[Data records]
────────────────────

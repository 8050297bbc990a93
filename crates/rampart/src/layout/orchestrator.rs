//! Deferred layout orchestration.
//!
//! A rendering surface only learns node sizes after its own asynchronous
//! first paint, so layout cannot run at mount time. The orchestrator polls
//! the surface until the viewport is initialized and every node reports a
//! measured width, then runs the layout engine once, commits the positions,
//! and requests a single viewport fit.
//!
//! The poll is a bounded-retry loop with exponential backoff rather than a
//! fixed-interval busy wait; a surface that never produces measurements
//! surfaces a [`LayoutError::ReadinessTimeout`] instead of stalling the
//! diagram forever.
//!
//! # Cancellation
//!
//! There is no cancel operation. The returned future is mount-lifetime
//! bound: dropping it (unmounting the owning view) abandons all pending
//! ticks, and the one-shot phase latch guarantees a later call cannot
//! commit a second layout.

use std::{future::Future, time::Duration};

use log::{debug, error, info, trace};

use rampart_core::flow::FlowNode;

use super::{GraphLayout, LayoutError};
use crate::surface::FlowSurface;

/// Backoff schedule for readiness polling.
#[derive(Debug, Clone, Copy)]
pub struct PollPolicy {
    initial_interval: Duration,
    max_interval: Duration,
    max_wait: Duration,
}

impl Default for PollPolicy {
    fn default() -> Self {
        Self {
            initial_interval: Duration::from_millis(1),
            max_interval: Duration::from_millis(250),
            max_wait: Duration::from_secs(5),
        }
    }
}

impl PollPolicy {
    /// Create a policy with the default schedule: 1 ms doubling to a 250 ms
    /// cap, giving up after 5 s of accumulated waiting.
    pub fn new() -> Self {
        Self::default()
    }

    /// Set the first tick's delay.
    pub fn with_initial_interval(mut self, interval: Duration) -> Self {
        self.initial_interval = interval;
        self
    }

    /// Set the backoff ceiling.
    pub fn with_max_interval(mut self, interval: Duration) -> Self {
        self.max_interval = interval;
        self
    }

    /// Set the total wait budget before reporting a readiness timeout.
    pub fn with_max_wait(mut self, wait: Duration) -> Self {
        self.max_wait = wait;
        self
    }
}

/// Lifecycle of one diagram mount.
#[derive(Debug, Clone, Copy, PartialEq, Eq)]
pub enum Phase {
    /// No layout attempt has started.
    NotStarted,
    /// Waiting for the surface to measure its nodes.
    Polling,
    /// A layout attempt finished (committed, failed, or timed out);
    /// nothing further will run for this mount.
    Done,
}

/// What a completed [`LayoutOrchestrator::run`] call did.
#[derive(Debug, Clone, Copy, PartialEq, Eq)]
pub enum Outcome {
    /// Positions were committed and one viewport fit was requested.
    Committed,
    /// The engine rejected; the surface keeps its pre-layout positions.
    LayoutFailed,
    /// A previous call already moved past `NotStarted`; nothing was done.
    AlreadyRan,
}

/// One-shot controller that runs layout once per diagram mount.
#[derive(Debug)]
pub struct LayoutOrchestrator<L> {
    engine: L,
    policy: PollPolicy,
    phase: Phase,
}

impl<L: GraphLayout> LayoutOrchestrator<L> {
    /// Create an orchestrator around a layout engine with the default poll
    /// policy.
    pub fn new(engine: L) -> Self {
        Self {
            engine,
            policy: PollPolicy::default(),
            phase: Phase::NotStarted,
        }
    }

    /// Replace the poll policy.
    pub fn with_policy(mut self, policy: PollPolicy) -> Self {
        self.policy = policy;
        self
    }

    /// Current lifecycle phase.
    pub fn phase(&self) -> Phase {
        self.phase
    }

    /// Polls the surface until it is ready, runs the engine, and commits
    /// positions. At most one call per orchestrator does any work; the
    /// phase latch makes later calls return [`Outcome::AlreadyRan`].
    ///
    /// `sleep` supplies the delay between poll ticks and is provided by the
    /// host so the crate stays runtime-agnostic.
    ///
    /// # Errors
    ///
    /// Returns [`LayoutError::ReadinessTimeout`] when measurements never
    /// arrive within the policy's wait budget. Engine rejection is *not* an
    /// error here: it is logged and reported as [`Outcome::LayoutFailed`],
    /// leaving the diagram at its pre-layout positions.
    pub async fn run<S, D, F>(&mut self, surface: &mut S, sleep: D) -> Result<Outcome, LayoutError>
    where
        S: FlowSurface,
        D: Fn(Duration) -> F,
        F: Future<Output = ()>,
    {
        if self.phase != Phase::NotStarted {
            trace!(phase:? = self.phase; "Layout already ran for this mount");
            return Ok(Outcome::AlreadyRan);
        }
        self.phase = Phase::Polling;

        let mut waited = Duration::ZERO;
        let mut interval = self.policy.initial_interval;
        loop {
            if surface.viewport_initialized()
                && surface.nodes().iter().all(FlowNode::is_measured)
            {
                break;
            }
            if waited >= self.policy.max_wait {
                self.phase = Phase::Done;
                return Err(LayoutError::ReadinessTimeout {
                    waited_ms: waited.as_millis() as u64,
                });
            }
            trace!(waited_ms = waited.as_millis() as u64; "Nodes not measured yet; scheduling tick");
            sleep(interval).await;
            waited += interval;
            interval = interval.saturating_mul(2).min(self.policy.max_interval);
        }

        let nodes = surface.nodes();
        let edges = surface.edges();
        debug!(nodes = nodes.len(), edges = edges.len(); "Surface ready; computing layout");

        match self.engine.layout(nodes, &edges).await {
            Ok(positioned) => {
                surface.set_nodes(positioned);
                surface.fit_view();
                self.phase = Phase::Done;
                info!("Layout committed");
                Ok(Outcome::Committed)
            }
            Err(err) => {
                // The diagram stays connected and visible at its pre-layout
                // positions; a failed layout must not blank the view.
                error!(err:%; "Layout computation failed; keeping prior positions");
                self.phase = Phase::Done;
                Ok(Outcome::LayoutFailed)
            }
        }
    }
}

────────────────────

Copy each record exactly, leaving nothing out.

repository 8050297bbc990a93
filename crates/rampart/src/layout/orchestrator.rs
//! Deferred layout orchestration.
//!
//! A rendering surface only learns node sizes after its own asynchronous
//! first paint, so layout cannot run at mount time. The orchestrator polls
//! the surface until the viewport is initialized and every node reports a
//! measured width, then runs the layout engine once, commits the positions,
//! and requests a single viewport fit.
//!
//! The poll is a bounded-retry loop with exponential backoff rather than a
//! fixed-interval busy wait; a surface that never produces measurements
//! surfaces a [`LayoutError::ReadinessTimeout`] instead of stalling the
//! diagram forever.
//!
//! # Cancellation
//!
//! There is no cancel operation. The returned future is mount-lifetime
//! bound: dropping it (unmounting the owning view) abandons all pending
//! ticks, and the one-shot phase latch guarantees a later call cannot
//! commit a second layout.

use std::{future::Future, time::Duration};

use log::{debug, error, info, trace};

use rampart_core::flow::FlowNode;

use super::{GraphLayout, LayoutError};
use crate::surface::FlowSurface;

/// Backoff schedule for readiness polling.
#[derive(Debug, Clone, Copy)]
pub struct PollPolicy {
    initial_interval: Duration,
    max_interval: Duration,
    max_wait: Duration,
}

impl Default for PollPolicy {
    fn default() -> Self {
        Self {
            initial_interval: Duration::from_millis(1),
            max_interval: Duration::from_millis(250),
            max_wait: Duration::from_secs(5),
        }
    }
}

impl PollPolicy {
    /// Create a policy with the default schedule: 1 ms doubling to a 250 ms
    /// cap, giving up after 5 s of accumulated waiting.
    pub fn new() -> Self {
        Self::default()
    }

    /// Set the first tick's delay.
    pub fn with_initial_interval(mut self, interval: Duration) -> Self {
        self.initial_interval = interval;
        self
    }

    /// Set the backoff ceiling.
    pub fn with_max_interval(mut self, interval: Duration) -> Self {
        self.max_interval = interval;
        self
    }

    /// Set the total wait budget before reporting a readiness timeout.
    pub fn with_max_wait(mut self, wait: Duration) -> Self {
        self.max_wait = wait;
        self
    }
}

/// Lifecycle of one diagram mount.
#[derive(Debug, Clone, Copy, PartialEq, Eq)]
pub enum Phase {
    /// No layout attempt has started.
    NotStarted,
    /// Waiting for the surface to measure its nodes.
    Polling,
    /// A layout attempt finished (committed, failed, or timed out);
    /// nothing further will run for this mount.
    Done,
}

/// What a completed [`LayoutOrchestrator::run`] call did.
#[derive(Debug, Clone, Copy, PartialEq, Eq)]
pub enum Outcome {
    /// Positions were committed and one viewport fit was requested.
    Committed,
    /// The engine rejected; the surface keeps its pre-layout positions.
    LayoutFailed,
    /// A previous call already moved past `NotStarted`; nothing was done.
    AlreadyRan,
}

/// One-shot controller that runs layout once per diagram mount.
#[derive(Debug)]
pub struct LayoutOrchestrator<L> {
    engine: L,
    policy: PollPolicy,
    phase: Phase,
}

impl<L: GraphLayout> LayoutOrchestrator<L> {
    /// Create an orchestrator around a layout engine with the default poll
    /// policy.
    pub fn new(engine: L) -> Self {
        Self {
            engine,
            policy: PollPolicy::default(),
            phase: Phase::NotStarted,
        }
    }

    /// Replace the poll policy.
    pub fn with_policy(mut self, policy: PollPolicy) -> Self {
        self.policy = policy;
        self
    }

    /// Current lifecycle phase.
    pub fn phase(&self) -> Phase {
        self.phase
    }

    /// Polls the surface until it is ready, runs the engine, and commits
    /// positions. At most one call per orchestrator does any work; the
    /// phase latch makes later calls return [`Outcome::AlreadyRan`].
    ///
    /// `sleep` supplies the delay between poll ticks and is provided by the
    /// host so the crate stays runtime-agnostic.
    ///
    /// # Errors
    ///
    /// Returns [`LayoutError::ReadinessTimeout`] when measurements never
    /// arrive within the policy's wait budget. Engine rejection is *not* an
    /// error here: it is logged and reported as [`Outcome::LayoutFailed`],
    /// leaving the diagram at its pre-layout positions.
    pub async fn run<S, D, F>(&mut self, surface: &mut S, sleep: D) -> Result<Outcome, LayoutError>
    where
        S: FlowSurface,
        D: Fn(Duration) -> F,
        F: Future<Output = ()>,
    {
        if self.phase != Phase::NotStarted {
            trace!(phase:? = self.phase; "Layout already ran for this mount");
            return Ok(Outcome::AlreadyRan);
        }
        self.phase = Phase::Polling;

        let mut waited = Duration::ZERO;
        let mut interval = self.policy.initial_interval;
        loop {
            if surface.viewport_initialized()
                && surface.nodes().iter().all(FlowNode::is_measured)
            {
                break;
            }
            if waited >= self.policy.max_wait {
                self.phase = Phase::Done;
                return Err(LayoutError::ReadinessTimeout {
                    waited_ms: waited.as_millis() as u64,
                });
            }
            trace!(waited_ms = waited.as_millis() as u64; "Nodes not measured yet; scheduling tick");
            sleep(interval).await;
            waited += interval;
            interval = interval.saturating_mul(2).min(self.policy.max_interval);
        }

        let nodes = surface.nodes();
        let edges = surface.edges();
        debug!(nodes = nodes.len(), edges = edges.len(); "Surface ready; computing layout");

        match self.engine.layout(nodes, &edges).await {
            Ok(positioned) => {
                surface.set_nodes(positioned);
                surface.fit_view();
                self.phase = Phase::Done;
                info!("Layout committed");
                Ok(Outcome::Committed)
            }
            Err(err) => {
                // The diagram stays connected and visible at its pre-layout
                // positions; a failed layout must not blank the view.
                error!(err:%; "Layout computation failed; keeping prior positions");
                self.phase = Phase::Done;
                Ok(Outcome::LayoutFailed)
            }
        }
    }
}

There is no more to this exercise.